Given the huge impact that the food system has on climate change, the food industry is coming under increasing pressure from investors, politicians, environmental groups and consumers to clean up their operations and set out strong net zero targets. However this is exerting downward pressure on farmers who are being forced to comply with large industry players' demands or risk losing their contracts.

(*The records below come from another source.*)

//! Security subsystem.
//!
//! # Data Flow
//! ```text
//! Incoming request:
//!     → headers.rs (CORS preflight short-circuit, CORS response headers)
//!     → body size limit (tower-http, configured in http::server)
//!     → Pass to dispatch
//! ```
//!
//! # Design Decisions
//! - Public read API: CORS is fully permissive (`*`)
//! - Admin routes are guarded separately by bearer token (see `admin::auth`)

pub mod headers;

pub use headers::cors_middleware;
//! HTTP server setup and request dispatch.
//!
//! # Responsibilities
//! - Create Axum Router with the dispatch handler and admin routes
//! - Wire up middleware (tracing, timeout, body limit, request ID, CORS)
//! - Resolve each request against the route table exactly once
//! - Serve until the shutdown signal fires

use std::sync::Arc;
use std::time::{Duration, Instant};

use axum::{
    body::Body,
    extract::{DefaultBodyLimit, State},
    http::{Request, StatusCode},
    middleware,
    response::{IntoResponse, Response},
    routing::any,
    Json, Router,
};
use serde_json::json;
use tokio::net::TcpListener;
use tower_http::{limit::RequestBodyLimitLayer, timeout::TimeoutLayer, trace::TraceLayer};

use crate::admin::setup_admin_router;
use crate::config::{AdminConfig, ServiceConfig, SiteConfig};
use crate::error::{ApiError, ApiResult};
use crate::handlers::{self, facilities::Neighbours};
use crate::http::request::{propagate_request_id_layer, set_request_id_layer, RequestIdExt};
use crate::leads::LeadForwarder;
use crate::lifecycle::Shutdown;
use crate::observability::metrics;
use crate::routing::{RouteId, RouteMatch, Router as RouteTable};
use crate::security::cors_middleware;
use crate::store::Directory;

/// Application state injected into handlers.
#[derive(Clone)]
pub struct AppState {
    pub routes: Arc<RouteTable>,
    pub directory: Arc<dyn Directory>,
    pub forwarder: Arc<LeadForwarder>,
    pub site: SiteConfig,
    pub admin: AdminConfig,
}

/// HTTP server for the directory API.
pub struct HttpServer {
    router: Router,
    config: ServiceConfig,
}

impl HttpServer {
    /// Create a new HTTP server over an already connected directory.
    pub fn new(config: ServiceConfig, directory: Arc<dyn Directory>) -> Self {
        let forwarder = Arc::new(LeadForwarder::new(&config.sheets));
        Self::with_forwarder(config, directory, forwarder)
    }

    /// Like `new`, with an explicit lead forwarder.
    pub fn with_forwarder(
        config: ServiceConfig,
        directory: Arc<dyn Directory>,
        forwarder: Arc<LeadForwarder>,
    ) -> Self {
        tracing::debug!(
            sheets_forwarding = forwarder.is_enabled(),
            admin_enabled = config.admin.enabled,
            "Building HTTP router"
        );
        let state = AppState {
            routes: Arc::new(RouteTable::api()),
            directory,
            forwarder,
            site: config.site.clone(),
            admin: config.admin.clone(),
        };

        let router = Self::build_router(&config, state);
        Self { router, config }
    }

    /// Build the Axum router with all middleware layers.
    #[allow(deprecated)]
    fn build_router(config: &ServiceConfig, state: AppState) -> Router {
        let mut app = Router::new()
            .route("/{*path}", any(dispatch))
            .route("/", any(dispatch))
            .with_state(state.clone());

        if config.admin.enabled {
            app = app.merge(setup_admin_router(state));
        }

        app.layer(middleware::from_fn(cors_middleware))
            .layer(DefaultBodyLimit::disable())
            .layer(RequestBodyLimitLayer::new(config.security.max_body_size))
            .layer(TimeoutLayer::new(Duration::from_secs(config.timeouts.request_secs)))
            .layer(propagate_request_id_layer())
            .layer(TraceLayer::new_for_http())
            .layer(set_request_id_layer())
    }

    /// The fully layered router, for serving or in-process testing.
    pub fn router(&self) -> Router {
        self.router.clone()
    }

    /// Serve on `listener` until `shutdown` fires, then drain in-flight requests.
    pub async fn run(
        self,
        listener: TcpListener,
        shutdown: &Shutdown,
    ) -> Result<(), std::io::Error> {
        let addr = listener.local_addr()?;
        tracing::info!(
            address = %addr,
            admin_enabled = self.config.admin.enabled,
            "HTTP server starting"
        );

        let signalled = shutdown.wait();
        axum::serve(listener, self.router)
            .with_graceful_shutdown(async move {
                signalled.await;
                tracing::info!("HTTP server draining");
            })
            .await?;

        tracing::info!("HTTP server stopped");
        Ok(())
    }
}

/// Single entry point for every non-admin request.
/// Looks up the route once and hands off to its handler.
async fn dispatch(State(state): State<AppState>, request: Request<Body>) -> Response {
    let start_time = Instant::now();
    let request_id = request.headers().request_id().to_string();
    let method = request.method().clone();
    let path = request.uri().path().to_string();

    let Some(matched) = state.routes.match_request(&method, &path) else {
        tracing::debug!(
            request_id = %request_id,
            method = %method,
            path = %path,
            "No route matched"
        );
        metrics::record_request("none", 404, start_time);
        return (
            StatusCode::NOT_FOUND,
            Json(json!({ "message": "Route not found" })),
        )
            .into_response();
    };

    let route_name = matched.route.name();
    tracing::debug!(
        request_id = %request_id,
        route = route_name,
        path = %path,
        "Dispatching request"
    );

    let response = match handle(&state, &matched, request).await {
        Ok(response) => response,
        Err(e) => {
            if !matches!(e, ApiError::Internal(_)) {
                tracing::debug!(
                    request_id = %request_id,
                    route = route_name,
                    kind = e.kind(),
                    error = %e,
                    "Request rejected"
                );
            }
            e.into_response()
        }
    };

    metrics::record_request(route_name, response.status().as_u16(), start_time);
    response
}

async fn handle(
    state: &AppState,
    matched: &RouteMatch,
    request: Request<Body>,
) -> ApiResult<Response> {
    let p = |name: &'static str| matched.param(name);

    match matched.route {
        RouteId::Health => handlers::health::check(state).await,
        RouteId::ListStates => handlers::states::list(state).await,
        RouteId::StateDetail => handlers::states::detail(state, p("slug")).await,
        RouteId::StateDescription => handlers::states::description(state, p("slug")).await,
        RouteId::ListCategories => handlers::states::categories(state).await,
        RouteId::ListFacilities => handlers::facilities::list(state, request.uri()).await,
        RouteId::FacilityDetail => {
            handlers::facilities::detail(state, p("state"), p("city"), p("facility")).await
        }
        RouteId::FacilityDescription => {
            handlers::facilities::description(state, p("state"), p("city"), p("facility")).await
        }
        RouteId::FacilityNearby => {
            handlers::facilities::neighbours(state, p("id"), Neighbours::Nearby).await
        }
        RouteId::FacilityRelated => {
            handlers::facilities::neighbours(state, p("id"), Neighbours::Related).await
        }
        RouteId::CityDetail => handlers::cities::detail(state, p("state"), p("city")).await,
        RouteId::CityFacilities => handlers::cities::facilities(state, p("state"), p("city")).await,
        RouteId::CityDescription => {
            handlers::cities::description(state, p("state"), p("city")).await
        }
        RouteId::Search => handlers::search::search(state, request.uri()).await,
        RouteId::Contact => {
            let body = handlers::read_body(request).await?;
            handlers::contact::submit(state, &body).await
        }
        RouteId::ContentTemplate => handlers::content::template(state, p("type"), p("name")).await,
        RouteId::Sitemap => handlers::sitemap::site(state).await,
        RouteId::StateSitemap => handlers::sitemap::for_state(state, p("state")).await,
    }
}
//! Lifecycle management subsystem.
//!
//! # Data Flow
//! ```text
//! Startup (main.rs):
//!     Load config → Validate → Connect directory → Bind listener
//!
//! Shutdown (shutdown.rs):
//!     Signal received → Stop accepting → Drain in-flight requests → Close pool
//!
//! Signals (signals.rs):
//!     SIGTERM/SIGINT → Trigger graceful shutdown
//! ```
//!
//! # Design Decisions
//! - Ordered startup: config first, then store, then listener
//! - Ordered shutdown: stop accept, drain, close store

pub mod shutdown;
pub mod signals;

pub use shutdown::Shutdown;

Increasingly, the practice of large companies offsetting their emissions through carbon credits is coming under scrutiny, due to issues with the credibility of carbon markets and because of accusations of greenwashing. This is leading to food industry players shifting focus to decarbonising their supply chain. Many small scale farmers are now finding themselves forced to comply with measures set out by their companies, including changes to grazing land or the installation of digesters. However, these can often be very expensive or risky practices for small scale farmers. Simultaneously, farmers lose their ability to use practices that result in potentially substantial (although harder to quantify) reductions in emissions, for example selective breeding for greater feed efficiency. According to a UK government report, this breeding strategy has the potential to reduce beef-related greenhouse gas emissions by 27% in the next 20 years. However, research suggests that these practices won't be implemented if they aren’t paid for by beef processors.
A fair transition to net zero will require all actors in the system to have a fair opportunity to determine how decarbonisation is achieved. Farmers have in-depth knowledge of their land, crops and animals and understand which business practices are sensible and which carry too much risk for them. But the capacity of farmers to measure, report and verify on-farm emissions must be improved. The current state of carbon accounting on farms is confused, with dozens of different tools, requirements and scopes discouraging farmers from taking actions to take action. On-farm carbon accounting practices need to be standardised and more needs to be done to educate and incentivise farmers. Arla Foods, the dairy cooperative, provides farmers with £0.03 per kg for engaging in sustainability activities and £0.01 per kg for submitting emissions data using the firm’s carbon accounting tool. More initiatives like this are needed across the industry to gather emission data from farms and incentivise change. In order to decarbonise the food system fairly, action must be practical and measurable and offer the right incentives, not only to companies, but also to farmers.